Burying one’s head in the sand refers to an individual’s desire to avoid confrontation, reality, guilt and real or imagined danger. While we most often think of this behavior occurring in our personal lives, it’s common in business marketing as well. Here are a few examples of this ostrich phenomenon.

  1. The company operates without a written marketing plan. Many marketing professionals claim to have a business marketing plan, but when push comes to shove, it exists only in their minds. This is a red flag warning, regardless of the size, type and structure of the company. As the famous adage goes, “Failing to plan is planning to fail.” Companies are more likely to succeed when they have documented quantifiable goals, strategies and tactics for achievement, a budget, a monitoring system and a way of measuring performance. Avoid sticking your head in the sand. Invest the time and resources necessary to put together a plan, share it throughout the organization and implement it.
  1. The company doesn’t have a clearly defined vision, mission, corporate distinction, and brand. These elements are the heart of the organization. They are the foundation of the corporate culture and the promise the company makes to its customers. They drive performance as well as internal and external engagement and loyalty. And they require effort through sweat equity, deep thinking and often tolerance for conflict and differing opinions among key stakeholders. To address this challenge head on, hire a trained facilitator to unlock the collective wisdom within the organization. Use this wisdom as the groundwork to put everyone on the same page.
  1. The company doesn’t utilize information to its advantage. Whether it’s the failure to quantify prospect leads, collect website visitor information, determine the ROI from marketing initiatives, review the competition or collect customer preferences, a lack of data analytics can have a disastrous impact on the company. We live in an information age. Do not avoid or discount this reality. When IT, customer service, sales and marketing and other departments work together to identify what information the company has and needs to better understand customers’ expectations and interests, it propels the company forward.
  1. The company doesn’t communicate sufficiently, using the right messages and marketing channels. This is like shooting yourself in the foot and is worse than burying your head in the sand. So why don’t companies make their communications initiatives a priority? The answers stem from being short-staffed, the existence of conflicting goals or simply not having the expertise in-house. Regardless of the reasons. The result is costly due to lost opportunities and market position. To get your head out of the sand, determine the ideal frequency of contact with your target audiences and calendar it. If internal staffing is a problem, seek help from marketing partners. Invest the time and resources needed to make sure your messaging is customer-centric and addresses the topics of interest to your prospects and customers and research the marketplace to select the right mix of marketing channels.

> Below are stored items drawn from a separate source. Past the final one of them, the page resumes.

use serde::{Deserialize, Serialize};

/// The fixed hardware profile of the exposure tool.
///
/// Loaded once from configuration and never mutated during a run.
#[derive(Debug, Clone, Copy, PartialEq, Serialize, Deserialize)]
pub struct MachineProfile {
    /// Base placement grid step of the machine in nm; exposure grids are
    /// integer multiples of this.
    pub grid_resolution_nm: f64,
    /// Pattern-generator clock ceiling in Hz.
    pub max_clock_hz: f64,
    /// Beam current in amperes.
    pub beam_current_a: f64,
}

impl MachineProfile {
    /// Beam current in nA, the unit the dose identities are written in.
    pub fn beam_current_na(&self) -> f64 {
        self.beam_current_a * 1e9
    }

    /// Clock ceiling in MHz.
    pub fn max_clock_mhz(&self) -> f64 {
        self.max_clock_hz / 1e6
    }

    /// Exposure grid step for a given shot-pitch multiple, in nm.
    pub fn exposure_grid_step_nm(&self, shot_pitch_multiple: u32) -> f64 {
        self.grid_resolution_nm * shot_pitch_multiple as f64
    }
}
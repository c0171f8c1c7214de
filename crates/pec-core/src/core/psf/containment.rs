use super::params::PsfParameters;
use std::f64::consts::PI;

/// Integration cutoff in units of `sigma_b`; beyond this the remaining energy
/// is below floating-point noise for any in-box parameter set.
pub const CUTOFF_SIGMA_MULTIPLE: f64 = 10.0;

const STEPS: usize = 200_000;

/// Radius (nm) enclosing `fraction` of the total deposited energy.
///
/// Integrates `density(r) * 2*pi*r` outward from `r = 0` with the trapezoid
/// rule until the running integral reaches `fraction` of the total; the total
/// is computed once over the full `[0, 10 * sigma_b]` window. Fractions at or
/// above one saturate to the cutoff radius; non-positive fractions map to zero.
pub fn containment_radius(params: &PsfParameters, fraction: f64) -> f64 {
    let cutoff = CUTOFF_SIGMA_MULTIPLE * params.sigma_b_nm;
    if fraction <= 0.0 {
        return 0.0;
    }
    if fraction >= 1.0 {
        return cutoff;
    }

    let step = cutoff / STEPS as f64;
    let ring = |r: f64| params.density(r) * 2.0 * PI * r;

    let mut total = 0.0;
    let mut previous = ring(0.0);
    for i in 1..=STEPS {
        let current = ring(i as f64 * step);
        total += 0.5 * (previous + current) * step;
        previous = current;
    }

    let target = fraction * total;
    let mut running = 0.0;
    previous = ring(0.0);
    for i in 1..=STEPS {
        let r = i as f64 * step;
        let current = ring(r);
        let increment = 0.5 * (previous + current) * step;
        if running + increment >= target {
            // Linear interpolation inside the step that crosses the target.
            let overshoot = (target - running) / increment;
            return r - step + overshoot * step;
        }
        running += increment;
        previous = current;
    }

    cutoff
}
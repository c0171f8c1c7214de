use crate::core::models::ids::FeatureId;
use slotmap::SecondaryMap;

/// The solver's progress through its three-stage state machine.
///
/// `Uncorrected -> BackgroundEstimated -> Corrected`. Each transition is a
/// pure function of the current pattern/dose configuration, so re-running
/// either step from scratch is always safe; the stage exists for
/// introspection and logging, not for hidden incremental state.
#[derive(Debug, Clone, Copy, PartialEq, Eq)]
pub enum SolverStage {
    Uncorrected,
    BackgroundEstimated,
    Corrected,
}

impl SolverStage {
    pub fn name(&self) -> &'static str {
        match self {
            SolverStage::Uncorrected => "uncorrected",
            SolverStage::BackgroundEstimated => "background-estimated",
            SolverStage::Corrected => "corrected",
        }
    }
}

/// Per-feature background (proximity) dose in µC/cm², produced by the
/// `Uncorrected -> BackgroundEstimated` transition.
#[derive(Debug, Clone, Default)]
pub struct BackgroundEstimate {
    values: SecondaryMap<FeatureId, f64>,
}

impl BackgroundEstimate {
    pub fn new() -> Self {
        Self::default()
    }

    pub fn insert(&mut self, id: FeatureId, dose_uc_cm2: f64) {
        self.values.insert(id, dose_uc_cm2);
    }

    pub fn add(&mut self, id: FeatureId, dose_uc_cm2: f64) {
        let current = self.values.get(id).copied().unwrap_or(0.0);
        self.values.insert(id, current + dose_uc_cm2);
    }

    /// Background dose for a feature; features without recorded neighbors
    /// have zero background.
    pub fn dose_for(&self, id: FeatureId) -> f64 {
        self.values.get(id).copied().unwrap_or(0.0)
    }
}

/// One feature's solved correction.
#[derive(Debug, Clone, Copy, PartialEq)]
pub struct FeatureCorrection {
    /// Dose factor relative to the base dose, clamped to the solver bounds.
    pub dose_factor: f64,
    /// `base_dose * dose_factor`, in µC/cm².
    pub corrected_dose_uc_cm2: f64,
    /// The neighbor-induced background dose, in µC/cm².
    pub proximity_dose_uc_cm2: f64,
    /// `corrected_dose + proximity_dose`, in µC/cm².
    pub total_dose_uc_cm2: f64,
    /// Set when the required primary dose was non-positive and the factor was
    /// clamped to its floor; the caller decides the remediation.
    pub over_exposure_risk: bool,
}

/// The solved correction table, keyed by feature.
#[derive(Debug, Clone, Default)]
pub struct CorrectionTable {
    entries: SecondaryMap<FeatureId, FeatureCorrection>,
}

impl CorrectionTable {
    pub fn new() -> Self {
        Self::default()
    }

    pub fn insert(&mut self, id: FeatureId, correction: FeatureCorrection) {
        self.entries.insert(id, correction);
    }

    pub fn correction_for(&self, id: FeatureId) -> Option<&FeatureCorrection> {
        self.entries.get(id)
    }

    pub fn len(&self) -> usize {
        self.entries.len()
    }

    pub fn is_empty(&self) -> bool {
        self.entries.is_empty()
    }

    pub fn iter(&self) -> impl Iterator<Item = (FeatureId, &FeatureCorrection)> {
        self.entries.iter()
    }

    /// Whether any feature carries the over-exposure-risk flag.
    pub fn any_over_exposure_risk(&self) -> bool {
        self.entries.values().any(|c| c.over_exposure_risk)
    }
}

/// Spread statistics of the total dose across features, the solver's
/// uniformity figure of merit.
#[derive(Debug, Clone, Copy, PartialEq)]
pub struct DoseUniformity {
    pub min_total_uc_cm2: f64,
    pub max_total_uc_cm2: f64,
    pub mean_total_uc_cm2: f64,
    /// `(max - min) / mean`; zero for a perfectly uniform layout.
    pub relative_spread: f64,
}

impl DoseUniformity {
    /// Computes uniformity over the table's total doses. Returns `None` for
    /// an empty table.
    pub fn from_table(table: &CorrectionTable) -> Option<Self> {
        if table.is_empty() {
            return None;
        }
        let mut min = f64::MAX;
        let mut max = f64::MIN;
        let mut sum = 0.0;
        for (_, correction) in table.iter() {
            min = min.min(correction.total_dose_uc_cm2);
            max = max.max(correction.total_dose_uc_cm2);
            sum += correction.total_dose_uc_cm2;
        }
        let mean = sum / table.len() as f64;
        let relative_spread = if mean != 0.0 { (max - min) / mean } else { 0.0 };
        Some(Self {
            min_total_uc_cm2: min,
            max_total_uc_cm2: max,
            mean_total_uc_cm2: mean,
            relative_spread,
        })
    }
}
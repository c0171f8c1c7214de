use super::traits::RecordFile;
use crate::core::psf::params::PsfParameters;
use std::io::{self, BufRead, Write};
use thiserror::Error;

#[derive(Debug, Error)]
pub enum BeamerError {
    #[error("I/O error: {0}")]
    Io(#[from] io::Error),
    #[error("Missing line {0} of the two-line PSF record")]
    MissingLine(usize),
    #[error("Invalid number on line {line} (value: '{value}')")]
    InvalidFloat { line: usize, value: String },
    #[error("Coefficient line must carry 4 fields, found {found}")]
    FieldCount { found: usize },
}

/// The two-Gaussian PSF record understood by BEAMER-style proximity-correction
/// tools.
///
/// Two lines, byte-stable:
///
/// ```text
/// <peakAmplitude>                      six significant digits
/// <alpha> 1.0 <beta> <sigma_b_nm>      six-decimal amplitudes, one-decimal range
/// ```
#[derive(Debug, Clone, Copy, PartialEq)]
pub struct BeamerPsf {
    /// Peak amplitude of the fitted curve, `density(0)`.
    pub peak_amplitude: f64,
    /// Forward-scatter amplitude.
    pub alpha: f64,
    /// Backscatter amplitude.
    pub beta: f64,
    /// Backscatter range in nm.
    pub sigma_b_nm: f64,
}

impl From<&PsfParameters> for BeamerPsf {
    fn from(params: &PsfParameters) -> Self {
        Self {
            peak_amplitude: params.peak_amplitude(),
            alpha: params.alpha,
            beta: params.beta,
            sigma_b_nm: params.sigma_b_nm,
        }
    }
}

pub struct BeamerFile;

impl RecordFile for BeamerFile {
    type Record = BeamerPsf;
    type Error = BeamerError;

    fn read_from(reader: &mut impl BufRead) -> Result<Self::Record, Self::Error> {
        let mut lines = reader.lines();
        let header = lines.next().ok_or(BeamerError::MissingLine(1))??;
        let coefficients = lines.next().ok_or(BeamerError::MissingLine(2))??;

        let peak_amplitude = parse_float(header.trim(), 1)?;

        let fields: Vec<&str> = coefficients.split_whitespace().collect();
        if fields.len() != 4 {
            return Err(BeamerError::FieldCount {
                found: fields.len(),
            });
        }
        let alpha = parse_float(fields[0], 2)?;
        let _unity = parse_float(fields[1], 2)?;
        let beta = parse_float(fields[2], 2)?;
        let sigma_b_nm = parse_float(fields[3], 2)?;

        Ok(BeamerPsf {
            peak_amplitude,
            alpha,
            beta,
            sigma_b_nm,
        })
    }

    fn write_to(record: &Self::Record, writer: &mut impl Write) -> Result<(), Self::Error> {
        writeln!(writer, "{:.5e}", record.peak_amplitude)?;
        writeln!(
            writer,
            "{:.6} 1.0 {:.6} {:.1}",
            record.alpha, record.beta, record.sigma_b_nm
        )?;
        Ok(())
    }
}

fn parse_float(raw: &str, line: usize) -> Result<f64, BeamerError> {
    raw.parse::<f64>().map_err(|_| BeamerError::InvalidFloat {
        line,
        value: raw.to_string(),
    })
}

#[cfg(test)]
mod tests {
    use super::*;
    use std::io::BufReader;

    #[test]
    fn serialized_layout_is_byte_stable() {
        let record = BeamerPsf {
            peak_amplitude: 1.25e-4,
            alpha: 0.87,
            beta: 2.61,
            sigma_b_nm: 30_000.0,
        };
        let mut buffer = Vec::new();
        BeamerFile::write_to(&record, &mut buffer).unwrap();
        let text = String::from_utf8(buffer).unwrap();
        assert_eq!(text, "1.25000e-4\n0.870000 1.0 2.610000 30000.0\n");
    }

    #[test]
    fn write_then_read_round_trips() {
        let record = BeamerPsf {
            peak_amplitude: 1.76894e-4,
            alpha: 1.0,
            beta: 3.0,
            sigma_b_nm: 3000.0,
        };
        let mut buffer = Vec::new();
        BeamerFile::write_to(&record, &mut buffer).unwrap();
        let back = BeamerFile::read_from(&mut BufReader::new(buffer.as_slice())).unwrap();
        assert_eq!(back, record);
    }

    #[test]
    fn record_from_psf_parameters_uses_the_curve_peak() {
        let params = PsfParameters {
            alpha: 1.0,
            beta: 3.0,
            sigma_f_nm: 30.0,
            sigma_b_nm: 3000.0,
            goodness: 1.0,
        };
        let record = BeamerPsf::from(&params);
        assert_eq!(record.peak_amplitude, params.peak_amplitude());
        assert_eq!(record.sigma_b_nm, 3000.0);
    }

    #[test]
    fn one_line_input_is_a_missing_line_error() {
        let result = BeamerFile::read_from(&mut BufReader::new("1.25000e-4\n".as_bytes()));
        assert!(matches!(result, Err(BeamerError::MissingLine(2))));
    }

    #[test]
    fn short_coefficient_line_is_a_field_count_error() {
        let result =
            BeamerFile::read_from(&mut BufReader::new("1.0e-4\n0.87 1.0 2.61\n".as_bytes()));
        assert!(matches!(result, Err(BeamerError::FieldCount { found: 3 })));
    }
}
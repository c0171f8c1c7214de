use serde::{Deserialize, Serialize};
use thiserror::Error;

#[derive(Debug, Error, PartialEq, Clone)]
pub enum ConfigError {
    #[error("Missing required parameter: {0}")]
    MissingParameter(&'static str),
    #[error("Invalid parameter {name}: {reason}")]
    InvalidParameter { name: &'static str, reason: String },
}

/// Validated solver settings for one correction run.
///
/// Construct through [`CorrectionConfigBuilder`] (or deserialize and call
/// [`CorrectionConfig::validate`]); the invariants below hold for every
/// instance handed to the engine.
#[derive(Debug, Clone, Copy, PartialEq, Serialize, Deserialize)]
pub struct CorrectionConfig {
    /// Nominal areal dose in µC/cm², before correction.
    pub base_dose_uc_cm2: f64,
    /// Development threshold dose in µC/cm² the solver drives totals toward.
    pub threshold_uc_cm2: f64,
    /// Correction factors are clamped to `[1/r, r]` for this ratio `r >= 1`.
    pub max_correction_ratio: f64,
    /// Exposure grid step as a multiple of the machine grid resolution.
    #[serde(default = "default_shot_pitch_multiple")]
    pub shot_pitch_multiple: u32,
}

fn default_shot_pitch_multiple() -> u32 {
    1
}

impl CorrectionConfig {
    /// Checks the field invariants, for configurations that arrive through
    /// deserialization rather than the builder.
    pub fn validate(&self) -> Result<(), ConfigError> {
        ensure_positive("base_dose_uc_cm2", self.base_dose_uc_cm2)?;
        ensure_positive("threshold_uc_cm2", self.threshold_uc_cm2)?;
        if !self.max_correction_ratio.is_finite() || self.max_correction_ratio < 1.0 {
            return Err(ConfigError::InvalidParameter {
                name: "max_correction_ratio",
                reason: format!("must be >= 1, got {}", self.max_correction_ratio),
            });
        }
        if self.shot_pitch_multiple == 0 {
            return Err(ConfigError::InvalidParameter {
                name: "shot_pitch_multiple",
                reason: "must be at least 1".to_string(),
            });
        }
        Ok(())
    }
}

fn ensure_positive(name: &'static str, value: f64) -> Result<(), ConfigError> {
    if !value.is_finite() || value <= 0.0 {
        return Err(ConfigError::InvalidParameter {
            name,
            reason: format!("must be finite and positive, got {value}"),
        });
    }
    Ok(())
}

#[derive(Default)]
pub struct CorrectionConfigBuilder {
    base_dose_uc_cm2: Option<f64>,
    threshold_uc_cm2: Option<f64>,
    max_correction_ratio: Option<f64>,
    shot_pitch_multiple: Option<u32>,
}

impl CorrectionConfigBuilder {
    pub fn new() -> Self {
        Self::default()
    }

    pub fn base_dose_uc_cm2(mut self, dose: f64) -> Self {
        self.base_dose_uc_cm2 = Some(dose);
        self
    }
    pub fn threshold_uc_cm2(mut self, threshold: f64) -> Self {
        self.threshold_uc_cm2 = Some(threshold);
        self
    }
    pub fn max_correction_ratio(mut self, ratio: f64) -> Self {
        self.max_correction_ratio = Some(ratio);
        self
    }
    pub fn shot_pitch_multiple(mut self, multiple: u32) -> Self {
        self.shot_pitch_multiple = Some(multiple);
        self
    }

    pub fn build(self) -> Result<CorrectionConfig, ConfigError> {
        let config = CorrectionConfig {
            base_dose_uc_cm2: self
                .base_dose_uc_cm2
                .ok_or(ConfigError::MissingParameter("base_dose_uc_cm2"))?,
            threshold_uc_cm2: self
                .threshold_uc_cm2
                .ok_or(ConfigError::MissingParameter("threshold_uc_cm2"))?,
            max_correction_ratio: self
                .max_correction_ratio
                .ok_or(ConfigError::MissingParameter("max_correction_ratio"))?,
            shot_pitch_multiple: self.shot_pitch_multiple.unwrap_or(1),
        };
        config.validate()?;
        Ok(config)
    }
}

#[cfg(test)]
mod tests {
    use super::*;

    #[test]
    fn builder_produces_a_validated_config() {
        let config = CorrectionConfigBuilder::new()
            .base_dose_uc_cm2(400.0)
            .threshold_uc_cm2(400.0)
            .max_correction_ratio(3.0)
            .shot_pitch_multiple(4)
            .build()
            .unwrap();
        assert_eq!(config.shot_pitch_multiple, 4);
        assert_eq!(config.max_correction_ratio, 3.0);
    }

    #[test]
    fn missing_base_dose_is_reported_by_name() {
        let result = CorrectionConfigBuilder::new()
            .threshold_uc_cm2(400.0)
            .max_correction_ratio(3.0)
            .build();
        assert_eq!(
            result.unwrap_err(),
            ConfigError::MissingParameter("base_dose_uc_cm2")
        );
    }

    #[test]
    fn shot_pitch_multiple_defaults_to_the_machine_grid() {
        let config = CorrectionConfigBuilder::new()
            .base_dose_uc_cm2(400.0)
            .threshold_uc_cm2(400.0)
            .max_correction_ratio(3.0)
            .build()
            .unwrap();
        assert_eq!(config.shot_pitch_multiple, 1);
    }

    #[test]
    fn correction_ratio_below_one_is_rejected() {
        let result = CorrectionConfigBuilder::new()
            .base_dose_uc_cm2(400.0)
            .threshold_uc_cm2(400.0)
            .max_correction_ratio(0.5)
            .build();
        assert!(matches!(
            result,
            Err(ConfigError::InvalidParameter {
                name: "max_correction_ratio",
                ..
            })
        ));
    }

    #[test]
    fn non_positive_doses_are_rejected() {
        let result = CorrectionConfigBuilder::new()
            .base_dose_uc_cm2(0.0)
            .threshold_uc_cm2(400.0)
            .max_correction_ratio(3.0)
            .build();
        assert!(matches!(
            result,
            Err(ConfigError::InvalidParameter {
                name: "base_dose_uc_cm2",
                ..
            })
        ));
    }

    #[test]
    fn deserialized_configs_validate_after_the_fact() {
        let config: CorrectionConfig = toml::from_str(
            r#"
            base_dose_uc_cm2 = 400.0
            threshold_uc_cm2 = 380.0
            max_correction_ratio = 3.0
            "#,
        )
        .unwrap();
        assert!(config.validate().is_ok());
        assert_eq!(config.shot_pitch_multiple, 1);
    }
}
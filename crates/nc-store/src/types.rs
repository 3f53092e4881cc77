//! Stored record types.

use nc_project::SerializedGraph;
use serde::{Deserialize, Serialize};
use uuid::Uuid;

/// Summary of one saved version.
#[derive(Debug, Clone, PartialEq, Eq, Serialize, Deserialize)]
pub struct VersionInfo {
    pub id: Uuid,
    pub graph_id: String,
    pub name: String,
    /// RFC 3339, UTC.
    pub created_at: String,
    /// Hex SHA-256 of the stored graph.
    pub content_hash: String,
    pub node_count: usize,
    pub edge_count: usize,
}

/// A saved version together with its graph.
#[derive(Debug, Clone, PartialEq, Serialize, Deserialize)]
pub struct VersionSnapshot {
    #[serde(flatten)]
    pub info: VersionInfo,
    pub graph: SerializedGraph,
}
//! nc-core: stable foundation for neurocanvas.
//!
//! Contains:
//! - ids (string identifiers for nodes, edges and super-blocks, plus the
//!   monotonic sequences that mint them)
//! - geometry (canvas positions)
//! - error (shared error types)

pub mod error;
pub mod geometry;
pub mod ids;

// Re-exports: nice ergonomics for downstream crates
pub use error::{CoreError, CoreResult};
pub use geometry::Position;
pub use ids::*;
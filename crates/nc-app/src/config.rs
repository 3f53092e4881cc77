//! Session configuration and provider credentials.

use std::path::Path;

use serde::{Deserialize, Serialize};

use crate::codegen::{Framework, Provider};
use crate::error::{AppError, AppResult};

pub const DEFAULT_HISTORY_DEPTH: usize = 100;
pub const DEFAULT_EXPORT_FILENAME: &str = "neural_network";

/// User-level settings, stored as YAML. Every field has a default.
#[derive(Debug, Clone, PartialEq, Eq, Serialize, Deserialize)]
#[serde(default)]
pub struct SessionConfig {
    /// Maximum number of undo snapshots; the oldest is evicted beyond it.
    pub history_depth: usize,
    pub framework: Framework,
    pub provider: Provider,
    pub export_filename: String,
}

impl Default for SessionConfig {
    fn default() -> Self {
        Self {
            history_depth: DEFAULT_HISTORY_DEPTH,
            framework: Framework::default(),
            provider: Provider::default(),
            export_filename: DEFAULT_EXPORT_FILENAME.to_string(),
        }
    }
}

impl SessionConfig {
    pub fn from_yaml(text: &str) -> AppResult<Self> {
        let config: SessionConfig = serde_yaml::from_str(text)?;
        config.validate()?;
        Ok(config)
    }

    pub fn load(path: &Path) -> AppResult<Self> {
        let content = std::fs::read_to_string(path).map_err(|e| AppError::ConfigRead {
            path: path.to_path_buf(),
            source: e,
        })?;
        Self::from_yaml(&content)
    }

    /// Load `path` if it exists, otherwise fall back to defaults.
    pub fn load_or_default(path: &Path) -> AppResult<Self> {
        if path.exists() {
            Self::load(path)
        } else {
            Ok(Self::default())
        }
    }

    pub fn save(&self, path: &Path) -> AppResult<()> {
        self.validate()?;
        std::fs::write(path, serde_yaml::to_string(self)?)?;
        Ok(())
    }

    pub fn validate(&self) -> AppResult<()> {
        if self.history_depth == 0 {
            return Err(AppError::Config("history_depth must be at least 1".to_string()));
        }
        if self.export_filename.trim().is_empty() {
            return Err(AppError::Config("export_filename must not be empty".to_string()));
        }
        Ok(())
    }
}

/// Process-environment lookup used outside tests.
pub fn env_lookup(name: &str) -> Option<String> {
    std::env::var(name).ok()
}

/// Read the API key for `provider` through `lookup`.
///
/// Blank values count as missing.
pub fn credential_for<F>(provider: Provider, lookup: F) -> AppResult<String>
where
    F: Fn(&str) -> Option<String>,
{
    let variable = provider.env_var();
    match lookup(variable) {
        Some(value) if !value.trim().is_empty() => Ok(value),
        _ => Err(AppError::MissingCredential {
            provider: provider.display_name(),
            variable,
        }),
    }
}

Business Marketing: Psychology of the Ostrich Problem

Business Marketing

In business, the ostrich problem may result from a fear of feedback that may reveal inadequacies and the desire to protect one’s position at all costs. But the truth of the matter is that monitoring progress and making the necessary changes are essential to success. After all, the temporary pain of negative feedback is nothing compared to the crushing experience of a project’s failure. You won’t always like the truth of how far you’ve come. But by biting the bullet and facing it anyway, you’ll be amazed at how much more you can achieve.